Tuesday, October 7, 2014

Vegetable Glycerin Soap Is A Gentler Alternative

By Kerri Stout

Consumer preferences and buying trends are important to personal-care product makers. In a market filled with a vast number of choices, buyers have begun to avoid personal cleansing products containing irritating, damaging chemical additives, marking a genuine change in sentiment. Vegetable glycerin soap has become a significant alternative to standard formulas that often result in redness, dryness, and discomfort.

Glycerin is not a new discovery. It has been used for years in hospital settings to help burns heal, to make suppository use more comfortable, and in the manufacture of products such as shampoo, lotion, and other personal-use items. Made from plant oils derived from palm and coconut trees as well as soy, it becomes a natural mixture of fatty acids, and resembles other thick, colorless liquids such as corn syrup. It is sweet, and widely used in food products.

In the world of cosmetics, it is known as a humectant, or substance that attracts and sustains moisture on the outer epidermis. This moisturizing characteristic can be especially desirable for promoting facial-care products, with an emphasis on those ingredients that actually prevent dryness. While some skin cleansers contain humectants derived synthetically, cleansers containing vegetable glycerol are considered more natural, and use fewer additives.

When the external layer of the epidermis is moist and supple, it not only looks better, but also benefits from extended cell life through strengthened outer membranes. Many commercial face soaps actually accomplish the opposite, mainly because they closely resemble detergent, and are made from petroleum-based formulas. A few contain small quantities of lye, requiring added lotions to counteract the resulting dryness.

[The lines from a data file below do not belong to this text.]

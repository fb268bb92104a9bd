//! # Colors
//!
//! Pure color helpers used when a unit leaves its color unspecified:
//!
//! | Function | Purpose |
//! |----------|---------|
//! | [`parse`] | `#rgb`, `#rrggbb`, `rgb(r, g, b)` or a FLAT UI name → RGB |
//! | [`dominant_color`] | Most common color of an image (quantized histogram) |
//! | [`opposite`] | Contrast color for a background |
//! | [`blend`] | Linear mix of two colors |
//!
//! [`resolve`] applies them to the units of a [`crate::Content`].

pub mod palette;
pub mod resolve;

use std::collections::HashMap;

use image::{Rgb, RgbaImage};

use crate::error::{NiderError, Result};

pub use palette::FLAT_UI;
pub use resolve::resolve_units;

pub const BLACK: Rgb<u8> = Rgb([0, 0, 0]);
pub const WHITE: Rgb<u8> = Rgb([255, 255, 255]);

/// Below this per-channel distance the inverted color is too close to the
/// original (mid grays), so black or white is used instead.
const MIN_CONTRAST_DISTANCE: u8 = 96;

/// Bits kept per channel when bucketing pixels for [`dominant_color`].
const QUANT_BITS: u8 = 4;

/// Parse a color string.
///
/// ```
/// use image::Rgb;
/// assert_eq!(nider::color::parse("#f00").unwrap(), Rgb([255, 0, 0]));
/// assert_eq!(nider::color::parse("rgb(1, 2, 3)").unwrap(), Rgb([1, 2, 3]));
/// ```
pub fn parse(value: &str) -> Result<Rgb<u8>> {
    let value = value.trim();
    let invalid = || NiderError::Color(format!("unrecognized color '{}'", value));

    if let Some(hex) = value.strip_prefix('#') {
        let digits: Vec<u8> = hex
            .chars()
            .map(|c| c.to_digit(16).map(|d| d as u8))
            .collect::<Option<_>>()
            .ok_or_else(invalid)?;
        return match digits.as_slice() {
            [r, g, b] => Ok(Rgb([r * 17, g * 17, b * 17])),
            [r1, r2, g1, g2, b1, b2] => Ok(Rgb([r1 * 16 + r2, g1 * 16 + g2, b1 * 16 + b2])),
            _ => Err(invalid()),
        };
    }

    if let Some(body) = value
        .strip_prefix("rgb(")
        .and_then(|rest| rest.strip_suffix(')'))
    {
        let channels: Vec<u8> = body
            .split(',')
            .map(|part| part.trim().parse::<u8>().ok())
            .collect::<Option<_>>()
            .ok_or_else(invalid)?;
        return match channels.as_slice() {
            [r, g, b] => Ok(Rgb([*r, *g, *b])),
            _ => Err(invalid()),
        };
    }

    palette::by_name(value).ok_or_else(invalid)
}

/// Format a color as `#rrggbb`.
pub fn to_hex(color: Rgb<u8>) -> String {
    let [r, g, b] = color.0;
    format!("#{:02x}{:02x}{:02x}", r, g, b)
}

/// Perceived brightness in [0, 1].
#[inline]
pub fn luminance(color: Rgb<u8>) -> f32 {
    let [r, g, b] = color.0;
    (0.299 * r as f32 + 0.587 * g as f32 + 0.114 * b as f32) / 255.0
}

/// Contrast color for a background.
///
/// The channel-wise inverse, unless that lands too close to the input
/// (mid grays), in which case black or white is picked by luminance.
pub fn opposite(color: Rgb<u8>) -> Rgb<u8> {
    let inverted = Rgb(color.0.map(|c| 255 - c));
    let distance = color
        .0
        .iter()
        .zip(inverted.0.iter())
        .map(|(a, b)| a.abs_diff(*b))
        .max()
        .unwrap_or(0);

    if distance >= MIN_CONTRAST_DISTANCE {
        inverted
    } else if luminance(color) > 0.5 {
        BLACK
    } else {
        WHITE
    }
}

/// Mix `a` toward `b` by `ratio` (0.0 = `a`, 1.0 = `b`).
pub fn blend(a: Rgb<u8>, b: Rgb<u8>, ratio: f32) -> Rgb<u8> {
    let t = ratio.clamp(0.0, 1.0);
    let mut out = [0u8; 3];
    for (i, channel) in out.iter_mut().enumerate() {
        let from = a.0[i] as f32;
        let to = b.0[i] as f32;
        *channel = (from + (to - from) * t).round() as u8;
    }
    Rgb(out)
}

/// Dominant color of an image.
///
/// Pixels are bucketed by their top [`QUANT_BITS`] bits per channel; the
/// fullest bucket wins (ties go to the lowest bucket key) and its members
/// are averaged. Fully transparent pixels are ignored. An empty or fully
/// transparent image yields black.
pub fn dominant_color(image: &RgbaImage) -> Rgb<u8> {
    let shift = 8 - QUANT_BITS;
    let mut buckets: HashMap<u32, (u64, [u64; 3])> = HashMap::new();

    for pixel in image.pixels() {
        let [r, g, b, a] = pixel.0;
        if a == 0 {
            continue;
        }
        let key = ((r >> shift) as u32) << (2 * QUANT_BITS)
            | ((g >> shift) as u32) << QUANT_BITS
            | (b >> shift) as u32;
        let entry = buckets.entry(key).or_insert((0, [0; 3]));
        entry.0 += 1;
        entry.1[0] += r as u64;
        entry.1[1] += g as u64;
        entry.1[2] += b as u64;
    }

    buckets
        .into_iter()
        .max_by(|(ka, (ca, _)), (kb, (cb, _))| ca.cmp(cb).then(kb.cmp(ka)))
        .map(|(_, (count, sums))| Rgb(sums.map(|s| (s / count) as u8)))
        .unwrap_or(BLACK)
}
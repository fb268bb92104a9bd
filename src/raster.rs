//! # Rasterizer
//!
//! Draws measured units line by line onto a [`Surface`]. Outlined units get
//! eight offset copies in the outline color first, so the fill pass always
//! sits on top:
//!
//! ```text
//!   ↖ ↑ ↗
//!   ←   →     offsets of ±outline.width
//!   ↙ ↓ ↘
//! ```

use image::Rgb;

use crate::color::BLACK;
use crate::content::{Content, Slot};
use crate::font::Font;
use crate::layout::{CanvasSize, line_x, plan};
use crate::unit::TextUnit;

/// Unit directions of the outline copies: edges first, then diagonals.
pub const OUTLINE_DIRECTIONS: [(f32, f32); 8] = [
    (-1.0, 0.0),
    (1.0, 0.0),
    (0.0, -1.0),
    (0.0, 1.0),
    (-1.0, -1.0),
    (1.0, -1.0),
    (-1.0, 1.0),
    (1.0, 1.0),
];

/// Something text can be drawn on.
pub trait Surface {
    /// Width used for alignment.
    fn width(&self) -> u32;

    /// Draw one line with its line box's top-left corner at `(x, y)`.
    fn draw_text(&mut self, x: f32, y: f32, text: &str, font: &Font, color: Rgb<u8>);
}

/// Draw every unit of `content` at the positions planned for `size`.
pub fn draw_content<S: Surface>(surface: &mut S, content: &Content, size: CanvasSize) {
    for (slot, top) in plan(content, size) {
        let unit = match slot {
            Slot::Header => content.header(),
            Slot::Paragraph => content.paragraph(),
            Slot::Linkback => content.linkback(),
        };
        if let Some(unit) = unit {
            tracing::debug!(slot = ?slot, top, lines = unit.lines().len(), "Drawing unit");
            draw_unit(surface, unit, top);
        }
    }
}

/// Draw a unit starting at `top`.
///
/// Single-line units draw one line and never advance; multi-line units
/// advance by line height plus line padding after each line.
pub fn draw_unit<S: Surface>(surface: &mut S, unit: &TextUnit, top: i32) {
    let canvas_width = surface.width();
    let font = unit.font();
    // Colors are resolved before drawing; anything left unset draws black.
    let fill = unit.color.unwrap_or(BLACK);
    let mut y = top as f32;

    for line in unit.lines() {
        let (line_width, _) = font.text_size(line);
        let x = line_x(unit.align, canvas_width, line_width);

        if let Some(outline) = unit.outline {
            let halo = outline.color.unwrap_or(fill);
            let d = outline.width as f32;
            for (dx, dy) in OUTLINE_DIRECTIONS {
                surface.draw_text(x + dx * d, y + dy * d, line, font, halo);
            }
        }

        surface.draw_text(x, y, line, font, fill);

        if let Some(padding) = unit.line_padding() {
            y += (unit.line_height() + padding) as f32;
        }
    }
}

#[cfg(test)]
mod tests {
    use super::*;
    use crate::font::testing::block_font;
    use crate::unit::{Align, Outline, TextUnit};
    use pretty_assertions::assert_eq;

    /// Records draw calls instead of touching pixels.
    struct Recorder {
        width: u32,
        calls: Vec<(f32, f32, String, Rgb<u8>)>,
    }

    impl Recorder {
        fn new(width: u32) -> Self {
            Self {
                width,
                calls: Vec::new(),
            }
        }
    }

    impl Surface for Recorder {
        fn width(&self) -> u32 {
            self.width
        }

        fn draw_text(&mut self, x: f32, y: f32, text: &str, _font: &Font, color: Rgb<u8>) {
            self.calls.push((x, y, text.to_string(), color));
        }
    }

    const FILL: Rgb<u8> = Rgb([255, 255, 255]);
    const HALO: Rgb<u8> = Rgb([1, 1, 1]);

    #[test]
    fn test_plain_line_draws_once() {
        let unit = TextUnit::single_line("abcd", block_font(10, 20))
            .color(FILL)
            .build();
        let mut surface = Recorder::new(100);
        draw_unit(&mut surface, &unit, 7);
        assert_eq!(surface.calls, vec![(30.0, 7.0, "abcd".to_string(), FILL)]);
    }

    #[test]
    fn test_outline_draws_eight_copies_then_fill() {
        let unit = TextUnit::single_line("ab", block_font(10, 20))
            .color(FILL)
            .outline(Outline::with_color(3, HALO))
            .build();
        let mut surface = Recorder::new(100);
        draw_unit(&mut surface, &unit, 50);

        assert_eq!(surface.calls.len(), 9);
        let (halos, fill) = surface.calls.split_at(8);
        assert!(halos.iter().all(|call| call.3 == HALO));
        assert_eq!(fill[0], (40.0, 50.0, "ab".to_string(), FILL));

        let mut offsets: Vec<(i32, i32)> = halos
            .iter()
            .map(|(x, y, _, _)| ((x - 40.0) as i32, (y - 50.0) as i32))
            .collect();
        offsets.sort();
        assert_eq!(
            offsets,
            vec![
                (-3, -3),
                (-3, 0),
                (-3, 3),
                (0, -3),
                (0, 3),
                (3, -3),
                (3, 0),
                (3, 3),
            ]
        );
    }

    #[test]
    fn test_multiline_advances_cursor() {
        let unit = TextUnit::paragraph("aa bbbb", block_font(10, 20))
            .wrap_width(4)
            .line_padding(5)
            .align(Align::Left)
            .color(FILL)
            .build();
        let mut surface = Recorder::new(200);
        draw_unit(&mut surface, &unit, 10);

        let ys: Vec<f32> = surface.calls.iter().map(|call| call.1).collect();
        assert_eq!(ys, vec![10.0, 35.0]);
        assert!(surface.calls.iter().all(|call| (call.0 - 15.0).abs() < 1e-3));
    }

    #[test]
    fn test_outlined_multiline_counts() {
        let unit = TextUnit::header("one two three", block_font(10, 20))
            .wrap_width(5)
            .color(FILL)
            .outline(Outline::with_color(1, HALO))
            .build();
        let mut surface = Recorder::new(500);
        draw_unit(&mut surface, &unit, 0);
        assert_eq!(surface.calls.len(), 3 * 9);
    }

    #[test]
    fn test_draw_content_order() {
        let font = block_font(10, 20);
        let content = Content::builder()
            .linkback(TextUnit::linkback("l", font.clone()).color(FILL).build())
            .paragraph(TextUnit::paragraph("p", font.clone()).color(FILL).build())
            .header(TextUnit::header("h", font).color(FILL).build())
            .build()
            .unwrap();
        let mut surface = Recorder::new(100);
        draw_content(&mut surface, &content, CanvasSize::fixed(100, 1000));

        let drawn: Vec<(&str, f32)> = surface
            .calls
            .iter()
            .map(|call| (call.2.as_str(), call.1))
            .collect();
        // header at padding, paragraph centered, linkback 20+20 above bottom
        assert_eq!(drawn, vec![("h", 45.0), ("p", 490.0), ("l", 960.0)]);
    }
}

In its unadulterated form, the substance is considered to be hypoallergenic. The pervasiveness of environmental chemical toxins makes life complicated for people who live with skin allergies, and the same is true for those who suffer from eczema or psoriasis. Part of the daily routine is avoiding common chemicals that can trigger a flareup, including soap. Alcohol-based hand-cleaners are popular, but can be harsh.

Even though glycerin products contain fewer hazards, they are not all fragrance-free, and even small amounts can generate reactions in some individuals. Individual skin sensitivities are unique, and finding the brand that is most comfortable for personal use may require testing several products. While higher glycerol content does not necessarily mean better cleansing, it usually means fewer reactions.

Fewer chemical stabilizers used during manufacturing means that individual bars often fade away more quickly than other products. Storage in warm locations is not recommended due to melting, and soap dishes need adequate drainage. Long-term air exposure has the ability to cause shrinkage due to evaporation. Natural glycerin soaps also do not produce as much lather as traditional, detergent-based products.

Many people have begun making their own product at home. There are Internet links detailing that relatively simple process, including the necessary materials, molds, and instructions on safe production. Those who prefer to buy the completed product can choose between liquid and bar forms, and there are even vegan-certified brands that use no peripheral animal products whatsoever. Properly hydrated skin not only looks better externally, but reflects good health internally.